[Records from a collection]
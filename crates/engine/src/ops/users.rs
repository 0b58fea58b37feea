use uuid::Uuid;

use crate::{
    EngineError, ResultEngine, User,
    util::{normalize_required_name, normalize_text},
};

use super::{Engine, with_tx};

impl Engine {
    /// Create a user account and return its id.
    pub async fn register_user(&self, username: &str, password: &str) -> ResultEngine<Uuid> {
        let username = normalize_required_name(username, "user")?;
        if password.is_empty() {
            return Err(EngineError::InvalidName(
                "password must not be empty".to_string(),
            ));
        }
        let user = User::new(username, password.to_string());

        with_tx!(self, catalog, |tx| {
            if tx.user_by_username(&user.username).await?.is_some() {
                return Err(EngineError::ExistingKey(user.username.clone()));
            }
            tx.insert_user(&user).await?;
            tracing::info!(user_id = %user.id, username = %user.username, "user registered");
            Ok(user.id)
        })
    }

    /// Check a username/password pair and return the user id.
    ///
    /// Unknown users and wrong passwords are indistinguishable.
    pub async fn authenticate(&self, username: &str, password: &str) -> ResultEngine<Uuid> {
        let username = normalize_text(username);
        with_tx!(self, |tx| {
            match tx.user_by_username(&username).await? {
                Some(user) if user.password == password => Ok(user.id),
                _ => Err(EngineError::KeyNotFound("user not exists".to_string())),
            }
        })
    }

    pub async fn user(&self, user_id: Uuid) -> ResultEngine<User> {
        with_tx!(self, |tx| self.require_user(&mut *tx, user_id).await)
    }
}
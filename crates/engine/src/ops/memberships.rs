use uuid::Uuid;

use crate::{EngineError, ResultEngine, util::normalize_text};

use super::{Engine, with_tx};

impl Engine {
    /// Make the user called `username` an owner of the wallet.
    ///
    /// Only an owner can share. Sharing with an existing owner is a no-op and
    /// there is no way to remove an owner.
    pub async fn share_wallet(
        &self,
        wallet_id: Uuid,
        granter_id: Uuid,
        username: &str,
    ) -> ResultEngine<()> {
        let username = normalize_text(username);

        with_tx!(self, lock wallet_id, |tx| {
            self.require_wallet_owner(&mut *tx, wallet_id, granter_id).await?;
            let target = tx
                .user_by_username(&username)
                .await?
                .ok_or_else(|| EngineError::KeyNotFound("user not exists".to_string()))?;
            tx.add_owner(wallet_id, target.id).await?;
            tracing::debug!(%wallet_id, %granter_id, owner_id = %target.id, "wallet shared");
            Ok(())
        })
    }
}
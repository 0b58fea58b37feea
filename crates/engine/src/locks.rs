//! Per-wallet serialization of mutations.

use std::{
    collections::HashMap,
    sync::{Arc, Mutex, PoisonError},
};

use tokio::sync::{Mutex as AsyncMutex, OwnedMutexGuard};
use uuid::Uuid;

/// Entries above this count trigger a sweep of unused locks.
const SWEEP_THRESHOLD: usize = 1024;

/// Async lock table keyed by wallet id.
///
/// Mutations of one wallet run one at a time, mutations of different wallets
/// do not wait for each other.
#[derive(Debug, Default)]
pub(crate) struct WalletLocks {
    locks: Mutex<HashMap<Uuid, Arc<AsyncMutex<()>>>>,
}

impl WalletLocks {
    /// Wait for exclusive access to `wallet_id`.
    pub(crate) async fn acquire(&self, wallet_id: Uuid) -> OwnedMutexGuard<()> {
        let lock = {
            let mut locks = self.locks.lock().unwrap_or_else(PoisonError::into_inner);
            if locks.len() > SWEEP_THRESHOLD {
                // Only this table holds a reference to idle locks.
                locks.retain(|_, lock| Arc::strong_count(lock) > 1);
            }
            Arc::clone(locks.entry(wallet_id).or_default())
        };
        lock.lock_owned().await
    }

    /// Drop the entry of a deleted wallet.
    pub(crate) fn forget(&self, wallet_id: Uuid) {
        self.locks
            .lock()
            .unwrap_or_else(PoisonError::into_inner)
            .remove(&wallet_id);
    }

    #[cfg(test)]
    fn len(&self) -> usize {
        self.locks
            .lock()
            .unwrap_or_else(PoisonError::into_inner)
            .len()
    }
}

#[cfg(test)]
mod tests {
    use std::time::Duration;

    use super::*;

    #[tokio::test]
    async fn same_wallet_waits() {
        let locks = WalletLocks::default();
        let wallet = Uuid::new_v4();

        let guard = locks.acquire(wallet).await;
        let second = tokio::time::timeout(Duration::from_millis(20), locks.acquire(wallet)).await;
        assert!(second.is_err());

        drop(guard);
        let third = tokio::time::timeout(Duration::from_millis(20), locks.acquire(wallet)).await;
        assert!(third.is_ok());
    }

    #[tokio::test]
    async fn other_wallets_do_not_wait() {
        let locks = WalletLocks::default();
        let _first = locks.acquire(Uuid::new_v4()).await;
        let other = tokio::time::timeout(
            Duration::from_millis(20),
            locks.acquire(Uuid::new_v4()),
        )
        .await;
        assert!(other.is_ok());
    }

    #[tokio::test]
    async fn forget_removes_entry() {
        let locks = WalletLocks::default();
        let wallet = Uuid::new_v4();
        drop(locks.acquire(wallet).await);
        assert_eq!(locks.len(), 1);
        locks.forget(wallet);
        assert_eq!(locks.len(), 0);
    }
}
//! Account endpoints: registration and cookie sessions.

use api_types::user::{Credentials, UserView};
use axum::{Extension, Json, extract::State, http::StatusCode};
use axum_extra::extract::{CookieJar, cookie::Cookie};
use engine::EngineError;

use crate::{
    ServerError,
    server::{CurrentUser, SESSION_COOKIE, ServerState},
};

pub async fn register(
    State(state): State<ServerState>,
    Json(payload): Json<Credentials>,
) -> Result<(StatusCode, Json<UserView>), ServerError> {
    let id = state
        .engine
        .register_user(&payload.username, &payload.password)
        .await?;
    let user = state.engine.user(id).await?;

    Ok((
        StatusCode::CREATED,
        Json(UserView {
            id,
            username: user.username,
        }),
    ))
}

/// Check the credentials and open a session carried by the `session_id`
/// cookie.
pub async fn login(
    State(state): State<ServerState>,
    jar: CookieJar,
    Json(payload): Json<Credentials>,
) -> Result<(CookieJar, Json<UserView>), ServerError> {
    let id = match state
        .engine
        .authenticate(&payload.username, &payload.password)
        .await
    {
        Ok(id) => id,
        Err(EngineError::KeyNotFound(_)) => return Err(ServerError::Unauthorized),
        Err(err) => return Err(err.into()),
    };
    let user = state.engine.user(id).await?;
    let session_id = state.sessions.insert(id);
    tracing::info!(user_id = %id, "user logged in");

    let cookie = Cookie::build((SESSION_COOKIE, session_id))
        .path("/")
        .http_only(true)
        .build();
    Ok((
        jar.add(cookie),
        Json(UserView {
            id,
            username: user.username,
        }),
    ))
}

pub async fn logout(
    Extension(CurrentUser(user_id)): Extension<CurrentUser>,
    State(state): State<ServerState>,
    jar: CookieJar,
) -> (CookieJar, StatusCode) {
    if let Some(cookie) = jar.get(SESSION_COOKIE) {
        state.sessions.remove(cookie.value());
    }
    tracing::info!(%user_id, "user logged out");

    let jar = jar.remove(Cookie::build(SESSION_COOKIE).path("/"));
    (jar, StatusCode::NO_CONTENT)
}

# TASK DIRECTIONS:
Faithfully copy every entry, leaving nothing out.

# TASK ANSWER:
filename crates/engine/src/ops/users.rs
repository 0b58fea58b37feea
use uuid::Uuid;

use crate::{
    EngineError, ResultEngine, User,
    util::{normalize_required_name, normalize_text},
};

use super::{Engine, with_tx};

impl Engine {
    /// Create a user account and return its id.
    pub async fn register_user(&self, username: &str, password: &str) -> ResultEngine<Uuid> {
        let username = normalize_required_name(username, "user")?;
        if password.is_empty() {
            return Err(EngineError::InvalidName(
                "password must not be empty".to_string(),
            ));
        }
        let user = User::new(username, password.to_string());

        with_tx!(self, catalog, |tx| {
            if tx.user_by_username(&user.username).await?.is_some() {
                return Err(EngineError::ExistingKey(user.username.clone()));
            }
            tx.insert_user(&user).await?;
            tracing::info!(user_id = %user.id, username = %user.username, "user registered");
            Ok(user.id)
        })
    }

    /// Check a username/password pair and return the user id.
    ///
    /// Unknown users and wrong passwords are indistinguishable.
    pub async fn authenticate(&self, username: &str, password: &str) -> ResultEngine<Uuid> {
        let username = normalize_text(username);
        with_tx!(self, |tx| {
            match tx.user_by_username(&username).await? {
                Some(user) if user.password == password => Ok(user.id),
                _ => Err(EngineError::KeyNotFound("user not exists".to_string())),
            }
        })
    }

    pub async fn user(&self, user_id: Uuid) -> ResultEngine<User> {
        with_tx!(self, |tx| self.require_user(&mut *tx, user_id).await)
    }
}
filename crates/engine/src/ops/memberships.rs
use uuid::Uuid;

use crate::{EngineError, ResultEngine, util::normalize_text};

use super::{Engine, with_tx};

impl Engine {
    /// Make the user called `username` an owner of the wallet.
    ///
    /// Only an owner can share. Sharing with an existing owner is a no-op and
    /// there is no way to remove an owner.
    pub async fn share_wallet(
        &self,
        wallet_id: Uuid,
        granter_id: Uuid,
        username: &str,
    ) -> ResultEngine<()> {
        let username = normalize_text(username);

        with_tx!(self, lock wallet_id, |tx| {
            self.require_wallet_owner(&mut *tx, wallet_id, granter_id).await?;
            let target = tx
                .user_by_username(&username)
                .await?
                .ok_or_else(|| EngineError::KeyNotFound("user not exists".to_string()))?;
            tx.add_owner(wallet_id, target.id).await?;
            tracing::debug!(%wallet_id, %granter_id, owner_id = %target.id, "wallet shared");
            Ok(())
        })
    }
}
repository 0b58fea58b37feea
filename crates/engine/src/locks.rs
//! Per-wallet serialization of mutations.

use std::{
    collections::HashMap,
    sync::{Arc, Mutex, PoisonError},
};

use tokio::sync::{Mutex as AsyncMutex, OwnedMutexGuard};
use uuid::Uuid;

/// Entries above this count trigger a sweep of unused locks.
const SWEEP_THRESHOLD: usize = 1024;

/// Async lock table keyed by wallet id.
///
/// Mutations of one wallet run one at a time, mutations of different wallets
/// do not wait for each other.
#[derive(Debug, Default)]
pub(crate) struct WalletLocks {
    locks: Mutex<HashMap<Uuid, Arc<AsyncMutex<()>>>>,
}

impl WalletLocks {
    /// Wait for exclusive access to `wallet_id`.
    pub(crate) async fn acquire(&self, wallet_id: Uuid) -> OwnedMutexGuard<()> {
        let lock = {
            let mut locks = self.locks.lock().unwrap_or_else(PoisonError::into_inner);
            if locks.len() > SWEEP_THRESHOLD {
                // Only this table holds a reference to idle locks.
                locks.retain(|_, lock| Arc::strong_count(lock) > 1);
            }
            Arc::clone(locks.entry(wallet_id).or_default())
        };
        lock.lock_owned().await
    }

    /// Drop the entry of a deleted wallet.
    pub(crate) fn forget(&self, wallet_id: Uuid) {
        self.locks
            .lock()
            .unwrap_or_else(PoisonError::into_inner)
            .remove(&wallet_id);
    }

    #[cfg(test)]
    fn len(&self) -> usize {
        self.locks
            .lock()
            .unwrap_or_else(PoisonError::into_inner)
            .len()
    }
}

#[cfg(test)]
mod tests {
    use std::time::Duration;

    use super::*;

    #[tokio::test]
    async fn same_wallet_waits() {
        let locks = WalletLocks::default();
        let wallet = Uuid::new_v4();

        let guard = locks.acquire(wallet).await;
        let second = tokio::time::timeout(Duration::from_millis(20), locks.acquire(wallet)).await;
        assert!(second.is_err());

        drop(guard);
        let third = tokio::time::timeout(Duration::from_millis(20), locks.acquire(wallet)).await;
        assert!(third.is_ok());
    }

    #[tokio::test]
    async fn other_wallets_do_not_wait() {
        let locks = WalletLocks::default();
        let _first = locks.acquire(Uuid::new_v4()).await;
        let other = tokio::time::timeout(
            Duration::from_millis(20),
            locks.acquire(Uuid::new_v4()),
        )
        .await;
        assert!(other.is_ok());
    }

    #[tokio::test]
    async fn forget_removes_entry() {
        let locks = WalletLocks::default();
        let wallet = Uuid::new_v4();
        drop(locks.acquire(wallet).await);
        assert_eq!(locks.len(), 1);
        locks.forget(wallet);
        assert_eq!(locks.len(), 0);
    }
}
//! Account endpoints: registration and cookie sessions.

use api_types::user::{Credentials, UserView};
use axum::{Extension, Json, extract::State, http::StatusCode};
use axum_extra::extract::{CookieJar, cookie::Cookie};
use engine::EngineError;

use crate::{
    ServerError,
    server::{CurrentUser, SESSION_COOKIE, ServerState},
};

pub async fn register(
    State(state): State<ServerState>,
    Json(payload): Json<Credentials>,
) -> Result<(StatusCode, Json<UserView>), ServerError> {
    let id = state
        .engine
        .register_user(&payload.username, &payload.password)
        .await?;
    let user = state.engine.user(id).await?;

    Ok((
        StatusCode::CREATED,
        Json(UserView {
            id,
            username: user.username,
        }),
    ))
}

/// Check the credentials and open a session carried by the `session_id`
/// cookie.
pub async fn login(
    State(state): State<ServerState>,
    jar: CookieJar,
    Json(payload): Json<Credentials>,
) -> Result<(CookieJar, Json<UserView>), ServerError> {
    let id = match state
        .engine
        .authenticate(&payload.username, &payload.password)
        .await
    {
        Ok(id) => id,
        Err(EngineError::KeyNotFound(_)) => return Err(ServerError::Unauthorized),
        Err(err) => return Err(err.into()),
    };
    let user = state.engine.user(id).await?;
    let session_id = state.sessions.insert(id);
    tracing::info!(user_id = %id, "user logged in");

    let cookie = Cookie::build((SESSION_COOKIE, session_id))
        .path("/")
        .http_only(true)
        .build();
    Ok((
        jar.add(cookie),
        Json(UserView {
            id,
            username: user.username,
        }),
    ))
}

pub async fn logout(
    Extension(CurrentUser(user_id)): Extension<CurrentUser>,
    State(state): State<ServerState>,
    jar: CookieJar,
) -> (CookieJar, StatusCode) {
    if let Some(cookie) = jar.get(SESSION_COOKIE) {
        state.sessions.remove(cookie.value());
    }
    tracing::info!(%user_id, "user logged out");

    let jar = jar.remove(Cookie::build(SESSION_COOKIE).path("/"));
    (jar, StatusCode::NO_CONTENT)
}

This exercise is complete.